Mise en Valeur des restes physiques

Après la Guerre de nombreux restes physiques, particulièrement issus du Mur de l’Atlantique et des systèmes de défense britanniques dans existent toujours.

Dans l’immédiat après-guerre, certains matériaux se faisant rares et chers, des civils se sont servis sur place, bétons, portes blindés afin de les réutiliser dans leur maison.

Sur le long terme, leurs sorts diffèrent selon les conditions et leurs emplacements.

Principalement, ils sont laissés à l’abandon, sans aucune politique de préservation ou de mise en valeur. Beaucoup sont taggués, ou utilisés comme dépôts d’ordures. Souvent des décisions locales sont prises pour les sceller, en arguant de questions de sécurité. Le temps les abîme, et la nature reprenant ses droits, les dunes bougent, la flore pousse les rends difficiles d’accès, la faune locale l’utilise comme refuge, comme les chauves-souris par exemple. D’ailleurs de nombreuses associations de protection des animaux s’y intéressent organisent des programmes et des projets autour des bunkers.

D’autres sont voués à la destruction, encore une fois pour des questions de sécurité, ou de politiques urbaines. Beaucoup de ses restes se trouvant sur la côte, l’importance de l’esthétique des plages et les implantations de structures touristiques (immeubles, campings) accélèrent le processus de destruction.

Plus rarement, ils sont réutilisés par des civils et militaires. Ceux qui trouvèrent un Bunker dans leur jardin l’utilisèrent comme garage ou atelier, certain agriculteurs avec de larges structures dans leurs champs comme étable ou lieux de stockage.

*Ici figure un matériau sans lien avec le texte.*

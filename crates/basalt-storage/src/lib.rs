//! # basalt-storage
//!
//! The storage-engine core of BasaltDB: a buffer pool manager over a fixed
//! set of in-memory page frames, backed by a disk-resident page store.
//!
//! The crate is organized around four collaborators:
//!
//! - [`disk::DiskManager`]: the contract for reading and writing fixed-size
//!   pages by page ID
//! - [`disk::DiskScheduler`]: a single background worker that serializes all
//!   page I/O through a FIFO queue
//! - [`buffer::LruKReplacer`]: the LRU-K replacement policy that picks
//!   eviction victims by backward k-distance
//! - [`buffer::BufferPoolManager`]: the pool itself, which hands out RAII
//!   [`buffer::PageReadGuard`]s and [`buffer::PageWriteGuard`]s as the only
//!   way to touch page data
//!
//! All caller-facing I/O is blocking: callers wait on per-request completion
//! signals, and all synchronization is ordinary thread-blocking on latches.

#![warn(missing_docs)]
#![warn(clippy::all)]

pub mod buffer;
pub mod disk;
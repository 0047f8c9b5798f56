//! Asynchronous disk I/O scheduling.
//!
//! The scheduler owns one background worker thread and a blocking FIFO of
//! requests. Callers enqueue a [`DiskRequest`] and block on its
//! [`CompletionWaiter`]; the worker executes requests strictly in enqueue
//! order and signals each completion exactly once. The worker never dies
//! from an I/O error; failures travel back through the completion as
//! values.

use std::collections::VecDeque;
use std::sync::Arc;
use std::thread::{self, JoinHandle};

use basalt_common::types::PageId;
use parking_lot::{Condvar, Mutex, RwLock};
use tracing::{trace, warn};

use super::error::{DiskError, DiskResult};
use super::manager::DiskManager;

/// A shared handle to one page-sized buffer.
///
/// Requests carry a handle to the frame's actual buffer, so reads populate
/// the frame in place and writes snapshot it under the frame latch.
pub type PageBuffer = Arc<RwLock<Vec<u8>>>;

/// One disk I/O request.
pub struct DiskRequest {
    /// `true` for a write (buffer to disk), `false` for a read (disk to
    /// buffer).
    pub is_write: bool,
    /// The page to read or write.
    pub page_id: PageId,
    /// The buffer to read into or write from.
    pub data: PageBuffer,
    /// Signalled exactly once when the worker finishes the operation.
    pub completion: Completion,
}

struct CompletionState {
    result: Mutex<Option<DiskResult<()>>>,
    done: Condvar,
}

/// The signalling half of a one-shot completion.
///
/// Consumed by the scheduler's worker. Dropping an unsignalled completion
/// delivers [`DiskError::Cancelled`] so a waiter can never hang.
pub struct Completion {
    state: Arc<CompletionState>,
    signalled: bool,
}

impl Completion {
    /// Creates a linked completion pair.
    pub fn new() -> (Completion, CompletionWaiter) {
        let state = Arc::new(CompletionState {
            result: Mutex::new(None),
            done: Condvar::new(),
        });
        (
            Completion {
                state: Arc::clone(&state),
                signalled: false,
            },
            CompletionWaiter { state },
        )
    }

    /// Delivers the result and wakes the waiter.
    pub fn signal(mut self, result: DiskResult<()>) {
        self.deliver(result);
    }

    fn deliver(&mut self, result: DiskResult<()>) {
        if self.signalled {
            return;
        }
        self.signalled = true;
        *self.state.result.lock() = Some(result);
        self.state.done.notify_all();
    }
}

impl Drop for Completion {
    fn drop(&mut self) {
        self.deliver(Err(DiskError::Cancelled));
    }
}

/// The waiting half of a one-shot completion.
pub struct CompletionWaiter {
    state: Arc<CompletionState>,
}

impl CompletionWaiter {
    /// Blocks until the request completes and returns its result.
    pub fn wait(self) -> DiskResult<()> {
        let mut result = self.state.result.lock();
        loop {
            if let Some(outcome) = result.take() {
                return outcome;
            }
            self.state.done.wait(&mut result);
        }
    }
}

/// A thread-safe unbounded FIFO. `None` is the shutdown sentinel.
struct RequestQueue {
    items: Mutex<VecDeque<Option<DiskRequest>>>,
    available: Condvar,
}

impl RequestQueue {
    fn new() -> Self {
        Self {
            items: Mutex::new(VecDeque::new()),
            available: Condvar::new(),
        }
    }

    fn put(&self, item: Option<DiskRequest>) {
        self.items.lock().push_back(item);
        self.available.notify_one();
    }

    fn get(&self) -> Option<DiskRequest> {
        let mut items = self.items.lock();
        loop {
            if let Some(item) = items.pop_front() {
                return item;
            }
            self.available.wait(&mut items);
        }
    }
}

/// The disk scheduler: one worker thread draining a FIFO of requests.
///
/// Construction spawns the worker; dropping the scheduler enqueues a
/// shutdown sentinel and joins it. Requests already in the queue are
/// drained before the sentinel is reached, so every scheduled request is
/// completed.
pub struct DiskScheduler {
    disk: Arc<dyn DiskManager>,
    queue: Arc<RequestQueue>,
    worker: Option<JoinHandle<()>>,
}

impl DiskScheduler {
    /// Creates a scheduler over the given disk manager and spawns the
    /// worker thread.
    pub fn new(disk: Arc<dyn DiskManager>) -> Self {
        let queue = Arc::new(RequestQueue::new());
        let worker_queue = Arc::clone(&queue);
        let worker_disk = Arc::clone(&disk);
        let worker = thread::Builder::new()
            .name("basalt-disk-io".to_string())
            .spawn(move || Self::worker_loop(&worker_disk, &worker_queue))
            .expect("failed to spawn disk I/O worker");
        Self {
            disk,
            queue,
            worker: Some(worker),
        }
    }

    /// Enqueues a request and returns immediately.
    ///
    /// The request's completion will be signalled exactly once after the
    /// worker finishes the underlying disk operation. Requests execute in
    /// enqueue order; there is no reordering or coalescing.
    pub fn schedule(&self, request: DiskRequest) {
        self.queue.put(Some(request));
    }

    /// Enqueues a read of `page_id` into `data` and returns the waiter.
    pub fn schedule_read(&self, page_id: PageId, data: PageBuffer) -> CompletionWaiter {
        let (completion, waiter) = Completion::new();
        self.schedule(DiskRequest {
            is_write: false,
            page_id,
            data,
            completion,
        });
        waiter
    }

    /// Enqueues a write of `data` to `page_id` and returns the waiter.
    pub fn schedule_write(&self, page_id: PageId, data: PageBuffer) -> CompletionWaiter {
        let (completion, waiter) = Completion::new();
        self.schedule(DiskRequest {
            is_write: true,
            page_id,
            data,
            completion,
        });
        waiter
    }

    /// Ensures the backing store can hold the page. Idempotent and
    /// monotone; forwarded to the disk manager without queueing.
    pub fn increase_disk_space(&self, up_to: PageId) -> DiskResult<()> {
        self.disk.increase_disk_space(up_to)
    }

    /// Marks a page as free on disk. Idempotent; forwarded to the disk
    /// manager without queueing.
    pub fn deallocate_page(&self, page_id: PageId) -> DiskResult<()> {
        self.disk.deallocate_page(page_id)
    }

    fn worker_loop(disk: &Arc<dyn DiskManager>, queue: &RequestQueue) {
        trace!("disk I/O worker started");
        while let Some(request) = queue.get() {
            let result = if request.is_write {
                let data = request.data.read();
                disk.write_page(request.page_id, &data)
            } else {
                let mut data = request.data.write();
                disk.read_page(request.page_id, &mut data)
            };
            if let Err(error) = &result {
                warn!(page_id = %request.page_id, is_write = request.is_write, %error,
                    "disk request failed");
            } else {
                trace!(page_id = %request.page_id, is_write = request.is_write,
                    "disk request completed");
            }
            request.completion.signal(result);
        }
        trace!("disk I/O worker stopped");
    }
}

impl Drop for DiskScheduler {
    fn drop(&mut self) {
        self.queue.put(None);
        if let Some(worker) = self.worker.take() {
            let _ = worker.join();
        }
    }
}

impl std::fmt::Debug for DiskScheduler {
    fn fmt(&self, f: &mut std::fmt::Formatter<'_>) -> std::fmt::Result {
        f.debug_struct("DiskScheduler")
            .field("queued", &self.queue.items.lock().len())
            .finish()
    }
}
#[cfg(test)]
mod tests {
    use super::*;
    use crate::disk::MemoryDiskManager;
    use basalt_common::constants::PAGE_SIZE;

    fn test_pool(num_frames: usize, k: usize) -> (BufferPoolManager, Arc<MemoryDiskManager>) {
        let disk = Arc::new(MemoryDiskManager::new());
        let pool = BufferPoolManager::new(
            BufferPoolConfig::new(num_frames).with_k_dist(k),
            Arc::clone(&disk) as Arc<dyn DiskManager>,
        )
        .unwrap();
        (pool, disk)
    }

    #[test]
    fn test_pool_creation() {
        let (pool, _) = test_pool(8, 2);
        assert_eq!(pool.size(), 8);
        let stats = pool.stats();
        assert_eq!(stats.free_frames, 8);
        assert_eq!(stats.pinned_frames, 0);
    }

    #[test]
    fn test_invalid_config_rejected() {
        let disk = Arc::new(MemoryDiskManager::new());
        let result = BufferPoolManager::new(BufferPoolConfig::new(0), disk);
        assert!(matches!(result, Err(BufferError::Config { .. })));
    }

    #[test]
    fn test_new_page_ids_are_monotone() {
        let (pool, _) = test_pool(4, 2);
        let first = pool.new_page();
        let second = pool.new_page();
        assert_eq!(first, PageId::new(0));
        assert_eq!(second, PageId::new(1));
    }

    #[test]
    fn test_new_page_is_resident_and_evictable() {
        let (pool, _) = test_pool(4, 2);
        let page = pool.new_page();
        assert!(pool.contains(page));
        assert_eq!(pool.get_pin_count(page), Some(0));
        assert_eq!(pool.stats().evictable_frames, 1);
    }

    #[test]
    fn test_write_then_read_back() {
        let (pool, _) = test_pool(4, 2);
        let page = pool.new_page();

        {
            let mut guard = pool.write_page(page);
            guard.data_mut()[..4].copy_from_slice(&[1, 2, 3, 4]);
        }

        let guard = pool.read_page(page);
        assert_eq!(&guard.data()[..4], &[1, 2, 3, 4]);
    }

    #[test]
    fn test_pin_count_tracks_guards() {
        let (pool, _) = test_pool(4, 2);
        let page = pool.new_page();

        let first = pool.read_page(page);
        assert_eq!(pool.get_pin_count(page), Some(1));
        let second = pool.read_page(page);
        assert_eq!(pool.get_pin_count(page), Some(2));

        drop(first);
        assert_eq!(pool.get_pin_count(page), Some(1));
        drop(second);
        assert_eq!(pool.get_pin_count(page), Some(0));
    }

    #[test]
    fn test_checked_fetch_fails_when_all_pinned() {
        let (pool, _) = test_pool(2, 2);
        let a = pool.new_page();
        let b = pool.new_page();

        let _ga = pool.write_page(a);
        let _gb = pool.write_page(b);

        let c = pool.new_page();
        assert!(pool
            .checked_write_page(c, AccessType::Unknown)
            .is_none());
    }

    #[test]
    fn test_fetch_succeeds_after_guard_drop() {
        let (pool, _) = test_pool(2, 2);
        let a = pool.new_page();
        let b = pool.new_page();

        let ga = pool.write_page(a);
        let _gb = pool.write_page(b);
        let c = pool.new_page();

        drop(ga);
        let gc = pool.checked_write_page(c, AccessType::Unknown);
        assert!(gc.is_some());
    }

    #[test]
    fn test_dirty_page_survives_eviction() {
        let (pool, disk) = test_pool(1, 2);
        let a = pool.new_page();
        {
            let mut guard = pool.write_page(a);
            guard.data_mut().fill(0xCD);
        }

        // Allocating another page steals the only frame, forcing the dirty
        // victim to disk first.
        let _b = pool.new_page();
        assert!(!pool.contains(a));
        assert!(disk.page(a).unwrap().iter().all(|&b| b == 0xCD));

        let guard = pool.read_page(a);
        assert!(guard.data().iter().all(|&b| b == 0xCD));
    }

    #[test]
    fn test_flush_page() {
        let (pool, disk) = test_pool(4, 2);
        let page = pool.new_page();
        {
            let mut guard = pool.write_page(page);
            guard.data_mut().fill(0x11);
            assert!(guard.is_dirty());
        }

        assert!(pool.flush_page(page));
        assert!(disk.page(page).unwrap().iter().all(|&b| b == 0x11));
        assert_eq!(pool.stats().dirty_frames, 0);
    }

    #[test]
    fn test_flush_missing_page_returns_false() {
        let (pool, _) = test_pool(4, 2);
        assert!(!pool.flush_page(PageId::new(99)));
    }

    #[test]
    fn test_flush_all_pages() {
        let (pool, disk) = test_pool(4, 2);
        let pages: Vec<_> = (0..3).map(|_| pool.new_page()).collect();
        for (i, &page) in pages.iter().enumerate() {
            let mut guard = pool.write_page(page);
            guard.data_mut().fill(i as u8 + 1);
        }

        pool.flush_all_pages();
        for (i, &page) in pages.iter().enumerate() {
            assert!(disk.page(page).unwrap().iter().all(|&b| b == i as u8 + 1));
        }
        assert_eq!(pool.stats().dirty_frames, 0);
    }

    #[test]
    fn test_delete_page() {
        let (pool, disk) = test_pool(4, 2);
        let page = pool.new_page();
        assert!(pool.contains(page));

        assert!(pool.delete_page(page));
        assert!(!pool.contains(page));
        assert!(disk.page(page).is_none());
        // Deletion is idempotent: absent is success.
        assert!(pool.delete_page(page));
    }

    #[test]
    fn test_delete_pinned_page_fails() {
        let (pool, _) = test_pool(4, 2);
        let page = pool.new_page();
        let guard = pool.read_page(page);

        assert!(!pool.delete_page(page));
        drop(guard);
        assert!(pool.delete_page(page));
    }

    #[test]
    fn test_deleted_page_id_not_reallocated() {
        let (pool, _) = test_pool(4, 2);
        let first = pool.new_page();
        assert!(pool.delete_page(first));
        let second = pool.new_page();
        assert_ne!(first, second);
    }

    #[test]
    fn test_read_failure_surfaces_as_none() {
        let (pool, disk) = test_pool(2, 2);
        let page = pool.new_page();
        drop(pool.read_page(page));
        // A younger page plus a fresh allocation pushes `page` out, so the
        // next fetch goes to disk; then poison that read.
        let other = pool.new_page();
        drop(pool.read_page(other));
        pool.new_page();
        assert!(!pool.contains(page));

        disk.fail_next_ops(1);
        assert!(pool.checked_read_page(page, AccessType::Unknown).is_none());
        // The failed fetch returned the frame to the free list.
        assert!(pool.checked_read_page(page, AccessType::Unknown).is_some());
    }

    #[test]
    fn test_frame_state_partition_invariant() {
        let (pool, _) = test_pool(4, 2);
        let check = |pool: &BufferPoolManager| {
            let stats = pool.stats();
            assert_eq!(
                stats.pinned_frames + stats.free_frames + stats.evictable_frames,
                pool.size(),
                "frames must be exactly one of pinned, free, or evictable"
            );
        };

        check(&pool);
        let a = pool.new_page();
        let b = pool.new_page();
        check(&pool);
        let ga = pool.write_page(a);
        check(&pool);
        drop(ga);
        check(&pool);
        let _gb = pool.read_page(b);
        pool.new_page();
        pool.new_page();
        pool.new_page();
        check(&pool);
        pool.delete_page(a);
        check(&pool);
    }

    #[test]
    fn test_stats_counters() {
        let (pool, _) = test_pool(2, 2);
        let page = pool.new_page();
        {
            let _g = pool.read_page(page); // hit: page is resident
        }
        let stats = pool.stats();
        assert_eq!(stats.fetches, 1);
        assert_eq!(stats.hits, 1);

        // Evict and refetch: a miss.
        let other = pool.new_page();
        drop(pool.read_page(other));
        pool.new_page();
        assert!(!pool.contains(page));
        let _g = pool.read_page(page);
        let stats = pool.stats();
        assert_eq!(stats.misses, 1);
        assert!(stats.evictions >= 1);
    }

    #[test]
    fn test_page_data_is_page_sized() {
        let (pool, _) = test_pool(2, 2);
        let page = pool.new_page();
        let guard = pool.read_page(page);
        assert_eq!(guard.data().len(), PAGE_SIZE);
    }
}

Depuis les années 80, l’intérêt public pour ses restes physiques de la guerre semble grandissant, et de nombreux projets touristiques et culturels apparaissent pour les mettre en valeur. Certaines structures majeures reçoivent des musées ou des visites organisées. Le projet WWII Heritage en fait partie et a pour objectif de répertorier afin d’améliorer la  connaissance et l’accès à ses structures.